Et c’est bien aux flammes qu’il s’adresse, plutôt qu’à moi.

-    Ecoute-moi, fils… Et n’oublie jamais ça : personne ne peut contrôler les éléments qui sont la terre, l’eau, le feu... Et puis les nuages, le temps qui passe et ta pauvre mère.

Il agite un bâton dans les braises. De temps en temps, il pioche quelque chose dans un vieux porte-monnaie imitation crocodile ; des petits morceaux de trucs bruns que je n’arrive pas à identifier, qu’il s’envoie dans le gosier et mâche péniblement.

-    Là, on a un feu. D’accord ? Demain, peut-être un incendie. Après-demain, un tremblement de terre ou le foutu déluge. J’en sais rien. Les hommes pensent toujours tout contrôler mais les aventures de Rahan nous rappellent que tout peut merder très vite sans qu’on ait le temps de faire quoi que ce soit. Je ne maitrise pas le destin de ce feu, ni ton destin à toi.

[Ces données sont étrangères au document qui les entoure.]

//! Wireframe line-set rendering.
//!
//! Each line set (the exclusion prism's edges, the torus knot) owns a static
//! storage buffer of segment endpoints and a params block whose model matrix
//! is rewritten every frame. The prism's matrix is built from the same
//! rotation angle its hit test uses.

use bytemuck::{Pod, Zeroable};
use glam::{Mat4, Vec4};
use wgpu::util::DeviceExt;

use super::DEPTH_FORMAT;
use crate::mesh::WireLines;

#[repr(C)]
#[derive(Copy, Clone, Pod, Zeroable)]
struct WireParams {
    model: [[f32; 4]; 4],
    color: [f32; 4],
    thickness: f32,
    _pad: [f32; 3],
}

/// Shared pipeline for all wireframe sets.
pub(crate) struct WirePipeline {
    pipeline: wgpu::RenderPipeline,
    bind_group_layout: wgpu::BindGroupLayout,
}

/// One uploaded line set.
pub(crate) struct WireSet {
    params_buffer: wgpu::Buffer,
    bind_group: wgpu::BindGroup,
    pipeline: wgpu::RenderPipeline,
    line_count: u32,
    params: WireParams,
}

impl WirePipeline {
    pub fn new(device: &wgpu::Device, surface_format: wgpu::TextureFormat) -> Self {
        let shader = device.create_shader_module(wgpu::ShaderModuleDescriptor {
            label: Some("Wireframe Shader"),
            source: wgpu::ShaderSource::Wgsl(WIRE_SHADER.into()),
        });

        let bind_group_layout = device.create_bind_group_layout(&wgpu::BindGroupLayoutDescriptor {
            label: Some("Wireframe Bind Group Layout"),
            entries: &[
                wgpu::BindGroupLayoutEntry {
                    binding: 0,
                    visibility: wgpu::ShaderStages::VERTEX,
                    ty: wgpu::BindingType::Buffer {
                        ty: wgpu::BufferBindingType::Uniform,
                        has_dynamic_offset: false,
                        min_binding_size: None,
                    },
                    count: None,
                },
                wgpu::BindGroupLayoutEntry {
                    binding: 1,
                    visibility: wgpu::ShaderStages::VERTEX,
                    ty: wgpu::BindingType::Buffer {
                        ty: wgpu::BufferBindingType::Storage { read_only: true },
                        has_dynamic_offset: false,
                        min_binding_size: None,
                    },
                    count: None,
                },
                wgpu::BindGroupLayoutEntry {
                    binding: 2,
                    visibility: wgpu::ShaderStages::VERTEX | wgpu::ShaderStages::FRAGMENT,
                    ty: wgpu::BindingType::Buffer {
                        ty: wgpu::BufferBindingType::Uniform,
                        has_dynamic_offset: false,
                        min_binding_size: None,
                    },
                    count: None,
                },
            ],
        });

        let pipeline_layout = device.create_pipeline_layout(&wgpu::PipelineLayoutDescriptor {
            label: Some("Wireframe Pipeline Layout"),
            bind_group_layouts: &[&bind_group_layout],
            push_constant_ranges: &[],
        });

        let pipeline = device.create_render_pipeline(&wgpu::RenderPipelineDescriptor {
            label: Some("Wireframe Pipeline"),
            layout: Some(&pipeline_layout),
            vertex: wgpu::VertexState {
                module: &shader,
                entry_point: Some("vs_main"),
                buffers: &[],
                compilation_options: Default::default(),
            },
            fragment: Some(wgpu::FragmentState {
                module: &shader,
                entry_point: Some("fs_main"),
                targets: &[Some(wgpu::ColorTargetState {
                    format: surface_format,
                    blend: Some(wgpu::BlendState::ALPHA_BLENDING),
                    write_mask: wgpu::ColorWrites::ALL,
                })],
                compilation_options: Default::default(),
            }),
            primitive: wgpu::PrimitiveState {
                topology: wgpu::PrimitiveTopology::TriangleList,
                strip_index_format: None,
                front_face: wgpu::FrontFace::Ccw,
                cull_mode: None,
                polygon_mode: wgpu::PolygonMode::Fill,
                unclipped_depth: false,
                conservative: false,
            },
            depth_stencil: Some(wgpu::DepthStencilState {
                format: DEPTH_FORMAT,
                depth_write_enabled: false,
                depth_compare: wgpu::CompareFunction::Less,
                stencil: wgpu::StencilState::default(),
                bias: wgpu::DepthBiasState::default(),
            }),
            multisample: wgpu::MultisampleState::default(),
            multiview: None,
            cache: None,
        });

        Self {
            pipeline,
            bind_group_layout,
        }
    }

    /// Upload a line set. The geometry is static; only the model matrix
    /// changes afterwards.
    pub fn create_set(
        &self,
        device: &wgpu::Device,
        uniform_buffer: &wgpu::Buffer,
        lines: &WireLines,
        color: Vec4,
        thickness: f32,
    ) -> WireSet {
        let mesh_buffer = device.create_buffer_init(&wgpu::util::BufferInitDescriptor {
            label: Some("Wireframe Mesh Buffer"),
            contents: bytemuck::cast_slice(&lines.to_vertices()),
            usage: wgpu::BufferUsages::STORAGE,
        });

        let params = WireParams {
            model: Mat4::IDENTITY.to_cols_array_2d(),
            color: color.to_array(),
            thickness,
            _pad: [0.0; 3],
        };
        let params_buffer = device.create_buffer_init(&wgpu::util::BufferInitDescriptor {
            label: Some("Wireframe Params Buffer"),
            contents: bytemuck::bytes_of(&params),
            usage: wgpu::BufferUsages::UNIFORM | wgpu::BufferUsages::COPY_DST,
        });

        let bind_group = device.create_bind_group(&wgpu::BindGroupDescriptor {
            label: Some("Wireframe Bind Group"),
            layout: &self.bind_group_layout,
            entries: &[
                wgpu::BindGroupEntry {
                    binding: 0,
                    resource: uniform_buffer.as_entire_binding(),
                },
                wgpu::BindGroupEntry {
                    binding: 1,
                    resource: mesh_buffer.as_entire_binding(),
                },
                wgpu::BindGroupEntry {
                    binding: 2,
                    resource: params_buffer.as_entire_binding(),
                },
            ],
        });

        WireSet {
            params_buffer,
            bind_group,
            pipeline: self.pipeline.clone(),
            line_count: lines.line_count(),
            params,
        }
    }
}

impl WireSet {
    /// Update the set's model transform.
    pub fn write_model(&self, queue: &wgpu::Queue, model: Mat4) {
        let params = WireParams {
            model: model.to_cols_array_2d(),
            ..self.params
        };
        queue.write_buffer(&self.params_buffer, 0, bytemuck::bytes_of(&params));
    }

    pub fn draw(&self, render_pass: &mut wgpu::RenderPass<'_>) {
        if self.line_count == 0 {
            return;
        }
        render_pass.set_pipeline(&self.pipeline);
        render_pass.set_bind_group(0, &self.bind_group, &[]);
        render_pass.draw(0..6, 0..self.line_count);
    }
}

const WIRE_SHADER: &str = r#"
struct Uniforms {
    view_proj: mat4x4<f32>,
    time: f32,
    delta_time: f32,
};

struct WireParams {
    model: mat4x4<f32>,
    color: vec4<f32>,
    thickness: f32,
};

@group(0) @binding(0) var<uniform> uniforms: Uniforms;
@group(0) @binding(1) var<storage, read> mesh_lines: array<f32>;
@group(0) @binding(2) var<uniform> params: WireParams;

struct VertexOutput {
    @builtin(position) clip_position: vec4<f32>,
};

@vertex
fn vs_main(
    @builtin(vertex_index) vertex_index: u32,
    @builtin(instance_index) instance_index: u32,
) -> VertexOutput {
    let base = instance_index * 6u;
    let p0 = vec3<f32>(mesh_lines[base], mesh_lines[base + 1u], mesh_lines[base + 2u]);
    let p1 = vec3<f32>(mesh_lines[base + 3u], mesh_lines[base + 4u], mesh_lines[base + 5u]);

    let world0 = (params.model * vec4<f32>(p0, 1.0)).xyz;
    let world1 = (params.model * vec4<f32>(p1, 1.0)).xyz;

    let line_dir = normalize(world1 - world0);
    var perp = cross(line_dir, vec3<f32>(0.0, 1.0, 0.0));
    if length(perp) < 0.001 {
        perp = cross(line_dir, vec3<f32>(1.0, 0.0, 0.0));
    }
    perp = normalize(perp) * params.thickness;

    var pos: vec3<f32>;
    switch vertex_index {
        case 0u: { pos = world0 - perp; }
        case 1u: { pos = world0 + perp; }
        case 2u: { pos = world1 - perp; }
        case 3u: { pos = world0 + perp; }
        case 4u: { pos = world1 - perp; }
        default: { pos = world1 + perp; }
    }

    var out: VertexOutput;
    out.clip_position = uniforms.view_proj * vec4<f32>(pos, 1.0);
    return out;
}

@fragment
fn fs_main() -> @location(0) vec4<f32> {
    return params.color;
}
"#;

#[cfg(test)]
mod tests {
    use super::*;

    #[test]
    fn test_wire_shader_is_valid_wgsl() {
        let module = naga::front::wgsl::parse_str(WIRE_SHADER).expect("parse");
        naga::valid::Validator::new(
            naga::valid::ValidationFlags::all(),
            naga::valid::Capabilities::all(),
        )
        .validate(&module)
        .expect("validate");
    }
}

Et encore moins le mien.
-    Qu’est-ce que tu manges ?
-    Des champignons.
-    Trouvés ici ?
-    Juste là-bas.
-    Je peux en avoir ?
-    C’est pas des champignons pour les enfants. D’ailleurs je sais même pas ce que c’est. Tu risquerais de voir des dragons et de te barrer en courant dans la nuit. Je sais même pas s’ils sont comestibles.
-    Et toi, tu les bouffes ?
-    Moi, j’ai mon collier de griffes de tigres. C’est un puissant talisman qui repousse les esprits, les hallucinations et même la chiasse. Il peut rien m’arriver.

Il allume une cigarette sur le bout incandescent de son bâton. Il ne prend jamais le temps de fumer d’habitude. Il conserve ce tabac tout sec dont il se sert une fois par an. Le fond de son sac est bourré de paperasse, d’enveloppes encore fermées : contraventions de l’année passée, relances de facture, offres de crédit. Il y a aussi une épaisse liasse de feuilles volantes qui portent son écriture, et qu’il balance dans le feu sans cérémonie.

-    Papa ?
-    Quoi ?
-    Tu l’aimes plus, maman ?

Mon bulletin scolaire du second trimestre noircit en un instant, puis disparait à jamais.

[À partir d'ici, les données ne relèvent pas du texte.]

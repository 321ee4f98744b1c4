//! Error types for GPU setup and the window runner.

use std::fmt;

/// Errors that can occur while acquiring the GPU.
#[derive(Debug)]
pub enum GpuError {
    /// Failed to create a surface for rendering.
    SurfaceCreation(wgpu::CreateSurfaceError),
    /// No compatible GPU adapter found.
    NoAdapter,
    /// Failed to create GPU device.
    DeviceCreation(wgpu::RequestDeviceError),
}

impl fmt::Display for GpuError {
    fn fmt(&self, f: &mut fmt::Formatter<'_>) -> fmt::Result {
        match self {
            GpuError::SurfaceCreation(e) => write!(f, "Failed to create GPU surface: {}", e),
            GpuError::NoAdapter => write!(
                f,
                "No compatible GPU adapter found. The background needs a GPU with Vulkan/Metal/DX12 support."
            ),
            GpuError::DeviceCreation(e) => write!(f, "Failed to create GPU device: {}", e),
        }
    }
}

impl std::error::Error for GpuError {
    fn source(&self) -> Option<&(dyn std::error::Error + 'static)> {
        match self {
            GpuError::SurfaceCreation(e) => Some(e),
            GpuError::DeviceCreation(e) => Some(e),
            GpuError::NoAdapter => None,
        }
    }
}

impl From<wgpu::CreateSurfaceError> for GpuError {
    fn from(e: wgpu::CreateSurfaceError) -> Self {
        GpuError::SurfaceCreation(e)
    }
}

impl From<wgpu::RequestDeviceError> for GpuError {
    fn from(e: wgpu::RequestDeviceError) -> Self {
        GpuError::DeviceCreation(e)
    }
}

/// Errors that can occur when running the viewer.
#[derive(Debug)]
pub enum ViewerError {
    /// Failed to create the event loop.
    EventLoop(winit::error::EventLoopError),
    /// Failed to create the window.
    Window(winit::error::OsError),
    /// GPU initialization failed.
    Gpu(GpuError),
}

impl fmt::Display for ViewerError {
    fn fmt(&self, f: &mut fmt::Formatter<'_>) -> fmt::Result {
        match self {
            ViewerError::EventLoop(e) => write!(f, "Failed to create event loop: {}", e),
            ViewerError::Window(e) => write!(f, "Failed to create window: {}", e),
            ViewerError::Gpu(e) => write!(f, "GPU error: {}", e),
        }
    }
}

impl std::error::Error for ViewerError {
    fn source(&self) -> Option<&(dyn std::error::Error + 'static)> {
        match self {
            ViewerError::EventLoop(e) => Some(e),
            ViewerError::Window(e) => Some(e),
            ViewerError::Gpu(e) => Some(e),
        }
    }
}

impl From<winit::error::EventLoopError> for ViewerError {
    fn from(e: winit::error::EventLoopError) -> Self {
        ViewerError::EventLoop(e)
    }
}

impl From<winit::error::OsError> for ViewerError {
    fn from(e: winit::error::OsError) -> Self {
        ViewerError::Window(e)
    }
}

impl From<GpuError> for ViewerError {
    fn from(e: GpuError) -> Self {
        ViewerError::Gpu(e)
    }
}
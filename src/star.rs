//! Background starfield.
//!
//! A static cloud of distant points, rotated slowly about Y as a whole. The
//! positions never change after generation; only the layer rotation advances.

use crate::spawn::SpawnContext;
use crate::Vec3;

/// Per-frame rotation of the star layer, in radians.
const DRIFT_RATE: f32 = 0.0001;

/// A fixed cloud of background points with a slow shared rotation.
pub struct Starfield {
    positions: Vec<Vec3>,
    rotation: f32,
}

impl Starfield {
    /// Scatter `count` stars uniformly in a cube of the given half-extent.
    pub fn new(count: u32, half_extent: f32, seed: u64) -> Self {
        let positions = (0..count)
            .map(|i| SpawnContext::new(seed, i).random_in_cube(half_extent))
            .collect();
        Self {
            positions,
            rotation: 0.0,
        }
    }

    /// Advance the layer rotation by one frame.
    pub fn advance(&mut self) {
        self.rotation += DRIFT_RATE;
    }

    /// Current rotation about Y.
    #[inline]
    pub fn rotation(&self) -> f32 {
        self.rotation
    }

    /// Star positions, unrotated. The render pass applies the rotation as a
    /// model transform.
    #[inline]
    pub fn positions(&self) -> &[Vec3] {
        &self.positions
    }
}

#[cfg(test)]
mod tests {
    use super::*;

    #[test]
    fn test_stars_fill_the_requested_extent() {
        let stars = Starfield::new(500, 100.0, 3);
        assert_eq!(stars.positions().len(), 500);
        for p in stars.positions() {
            assert!(p.x.abs() <= 100.0 && p.y.abs() <= 100.0 && p.z.abs() <= 100.0);
        }
    }

    #[test]
    fn test_same_seed_reproduces_layout() {
        let a = Starfield::new(100, 100.0, 11);
        let b = Starfield::new(100, 100.0, 11);
        assert_eq!(a.positions(), b.positions());
    }

    #[test]
    fn test_rotation_accumulates() {
        let mut stars = Starfield::new(1, 100.0, 0);
        for _ in 0..10 {
            stars.advance();
        }
        assert!((stars.rotation() - 10.0 * DRIFT_RATE).abs() < 1e-7);
    }
}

-    Fils, j’en sais rien. C’est plutôt elle qui peut plus me sentir.
-    Mais toi, tu l’aimes plus ?

Les photos de nos dernières vacances foireuses mettent un certain temps à cramer. Mon père tient entre ses mains un cliché sur lequel j’ai l’air hagard, livide, au pied d’un manège de foire baptisé Crazy Twist. J’avais vomi deux assiettes de moules marinières ce jour-là. Il me tend la photo et fait un geste du menton vers les flammes. Je la plie en deux et la fourre dans la poche arrière de mon pantalon. Contrairement à mon père, je conserve toujours les mauvais souvenirs. En fait, j’ai jamais vraiment pu faire la différence avec les bons. A moins que je ne prenne mon rôle de documentaliste trop au sérieux.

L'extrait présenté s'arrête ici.